(Stored records)
═══
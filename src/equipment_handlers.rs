//! Equipment registry endpoints. Every route is scoped to the lab of the
//! staff member named in the path, who must be the caller. The lab is found
//! through the caller's role, so there is no admin override here.

use actix_web::{web, HttpRequest, HttpResponse};
use std::sync::Arc;

use crate::AppState;
use crate::auth::{get_current_user, Claims};
use crate::error::{ApiError, ApiResult};
use crate::handlers::{parse_id, ApiResponse};
use crate::models::UpdateEquipmentRequest;

fn acting_staff(http_request: &HttpRequest, raw_staff_id: &str) -> ApiResult<(Claims, i64)> {
    let claims = get_current_user(http_request)?;
    let staff_id = parse_id(raw_staff_id, "staff id")?;
    if claims.staff_id()? != staff_id {
        return Err(ApiError::forbidden("Equipment routes are limited to the caller's own lab"));
    }
    Ok((claims, staff_id))
}

pub async fn list_by_staff(
    app_state: web::Data<Arc<AppState>>,
    http_request: HttpRequest,
    path: web::Path<String>,
) -> ApiResult<HttpResponse> {
    let (claims, staff_id) = acting_staff(&http_request, &path.into_inner())?;
    let listing = app_state.equipment.list_by_staff(claims.role, staff_id).await?;
    Ok(HttpResponse::Ok().json(ApiResponse::success(listing)))
}

pub async fn get_equipment(
    app_state: web::Data<Arc<AppState>>,
    http_request: HttpRequest,
    path: web::Path<(String, String)>,
) -> ApiResult<HttpResponse> {
    let (raw_staff_id, raw_equipment_id) = path.into_inner();
    let (claims, staff_id) = acting_staff(&http_request, &raw_staff_id)?;
    let equipment_id = parse_id(&raw_equipment_id, "equipment id")?;

    let item = app_state.equipment.get_one(claims.role, staff_id, equipment_id).await?;
    Ok(HttpResponse::Ok().json(ApiResponse::success(item)))
}

pub async fn update_equipment(
    app_state: web::Data<Arc<AppState>>,
    http_request: HttpRequest,
    path: web::Path<(String, String)>,
    body: web::Json<UpdateEquipmentRequest>,
) -> ApiResult<HttpResponse> {
    let (raw_staff_id, raw_equipment_id) = path.into_inner();
    let (claims, staff_id) = acting_staff(&http_request, &raw_staff_id)?;
    let equipment_id = parse_id(&raw_equipment_id, "equipment id")?;

    let item = app_state
        .equipment
        .update(claims.role, staff_id, equipment_id, body.into_inner())
        .await?;
    Ok(HttpResponse::Ok().json(ApiResponse::success(item)))
}

pub async fn delete_equipment(
    app_state: web::Data<Arc<AppState>>,
    http_request: HttpRequest,
    path: web::Path<(String, String)>,
) -> ApiResult<HttpResponse> {
    let (raw_staff_id, raw_equipment_id) = path.into_inner();
    let (claims, staff_id) = acting_staff(&http_request, &raw_staff_id)?;
    let equipment_id = parse_id(&raw_equipment_id, "equipment id")?;

    app_state.equipment.delete(claims.role, staff_id, equipment_id).await?;
    Ok(HttpResponse::Ok().json(ApiResponse::message("Equipment deleted successfully")))
}
// src/repositories/notifications.rs

use chrono::Utc;
use sqlx::{Sqlite, SqlitePool};
use std::str::FromStr;

use crate::auth::StaffRole;
use crate::error::{ApiError, ApiResult};
use crate::models::{Notification, NotificationRow};

/// Per-(role, staff) inbox
#[derive(Clone)]
pub struct NotificationDispatcher {
    pool: SqlitePool,
}

impl NotificationDispatcher {
    pub fn new(pool: SqlitePool) -> Self {
        Self { pool }
    }

    pub async fn list_for(&self, role: StaffRole, staff_id: i64) -> ApiResult<Vec<Notification>> {
        let rows: Vec<NotificationRow> = sqlx::query_as(
            r#"SELECT id, user_role, staff_id, payload, created_at, is_read
               FROM notifications
               WHERE user_role = ? AND staff_id = ?
               ORDER BY created_at DESC, id DESC"#,
        )
        .bind(role.as_str())
        .bind(staff_id)
        .fetch_all(&self.pool)
        .await?;

        Ok(rows.into_iter().map(Notification::from).collect())
    }

    /// Inbox a notification belongs to, if it still exists
    pub async fn owner(&self, id: i64) -> ApiResult<Option<(StaffRole, i64)>> {
        let row: Option<(String, i64)> =
            sqlx::query_as("SELECT user_role, staff_id FROM notifications WHERE id = ?")
                .bind(id)
                .fetch_optional(&self.pool)
                .await?;

        match row {
            None => Ok(None),
            Some((raw_role, staff_id)) => {
                let role = StaffRole::from_str(&raw_role).map_err(|_| {
                    ApiError::InternalServerError(format!("Notification {} has unknown role '{}'", id, raw_role))
                })?;
                Ok(Some((role, staff_id)))
            }
        }
    }

    /// Marking an unknown or already-read notification is not an error
    pub async fn mark_read(&self, id: i64) -> ApiResult<()> {
        sqlx::query("UPDATE notifications SET is_read = 1 WHERE id = ?")
            .bind(id)
            .execute(&self.pool)
            .await?;
        Ok(())
    }

    pub async fn delete(&self, id: i64) -> ApiResult<()> {
        let result = sqlx::query("DELETE FROM notifications WHERE id = ?")
            .bind(id)
            .execute(&self.pool)
            .await?;

        if result.rows_affected() == 0 {
            log::debug!("Notification {} was already gone", id);
        }
        Ok(())
    }
}

/// Queues a notification. Takes any executor so workflow events can enqueue
/// inside their own transaction.
pub async fn notify<'e, E>(
    executor: E,
    role: StaffRole,
    staff_id: i64,
    payload: &serde_json::Value,
) -> ApiResult<i64>
where
    E: sqlx::Executor<'e, Database = Sqlite>,
{
    let result = sqlx::query(
        "INSERT INTO notifications (user_role, staff_id, payload, created_at, is_read) VALUES (?, ?, ?, ?, 0)",
    )
    .bind(role.as_str())
    .bind(staff_id)
    .bind(payload.to_string())
    .bind(Utc::now())
    .execute(executor)
    .await?;

    Ok(result.last_insert_rowid())
}

#[cfg(test)]
mod tests {
    use super::*;
    use crate::db::test_pool;
    use serde_json::json;

    #[actix_rt::test]
    async fn test_inbox_is_keyed_by_role_and_staff() {
        let pool = test_pool().await;
        let dispatcher = NotificationDispatcher::new(pool.clone());

        let first = notify(&pool, StaffRole::LabAssistant, 3, &json!({"message": "first"})).await.unwrap();
        let second = notify(&pool, StaffRole::LabAssistant, 3, &json!({"message": "second"})).await.unwrap();
        notify(&pool, StaffRole::LabIncharge, 3, &json!({"message": "other role"})).await.unwrap();
        notify(&pool, StaffRole::LabAssistant, 4, &json!({"message": "other staff"})).await.unwrap();

        let inbox = dispatcher.list_for(StaffRole::LabAssistant, 3).await.unwrap();
        let ids: Vec<i64> = inbox.iter().map(|n| n.id).collect();
        assert_eq!(ids, vec![second, first]);
        assert_eq!(inbox[0].payload["message"], "second");
        assert!(!inbox[0].is_read);
    }

    #[actix_rt::test]
    async fn test_mark_read_is_idempotent() {
        let pool = test_pool().await;
        let dispatcher = NotificationDispatcher::new(pool.clone());
        let id = notify(&pool, StaffRole::Hod, 1, &json!({"message": "hello"})).await.unwrap();

        dispatcher.mark_read(id).await.unwrap();
        dispatcher.mark_read(id).await.unwrap();
        dispatcher.mark_read(9999).await.unwrap();

        let inbox = dispatcher.list_for(StaffRole::Hod, 1).await.unwrap();
        assert!(inbox[0].is_read);
    }

    #[actix_rt::test]
    async fn test_owner_lookup() {
        let pool = test_pool().await;
        let dispatcher = NotificationDispatcher::new(pool.clone());
        let id = notify(&pool, StaffRole::LabIncharge, 8, &json!({"message": "hi"})).await.unwrap();

        assert_eq!(dispatcher.owner(id).await.unwrap(), Some((StaffRole::LabIncharge, 8)));
        dispatcher.delete(id).await.unwrap();
        assert_eq!(dispatcher.owner(id).await.unwrap(), None);
    }

    #[actix_rt::test]
    async fn test_delete_is_idempotent() {
        let pool = test_pool().await;
        let dispatcher = NotificationDispatcher::new(pool.clone());
        let id = notify(&pool, StaffRole::Admin, 1, &json!({"message": "bye"})).await.unwrap();

        dispatcher.delete(id).await.unwrap();
        dispatcher.delete(id).await.unwrap();
        assert!(dispatcher.list_for(StaffRole::Admin, 1).await.unwrap().is_empty());
    }

    #[actix_rt::test]
    async fn test_notify_inside_rolled_back_transaction_leaves_nothing() {
        let pool = test_pool().await;
        let dispatcher = NotificationDispatcher::new(pool.clone());

        {
            let mut tx = pool.begin().await.unwrap();
            notify(&mut *tx, StaffRole::LabAssistant, 2, &json!({"message": "draft"})).await.unwrap();
        }

        assert!(dispatcher.list_for(StaffRole::LabAssistant, 2).await.unwrap().is_empty());
    }
}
═══
Line count for the string "models": please say how many lines in the entries above contain it, with no other words.

2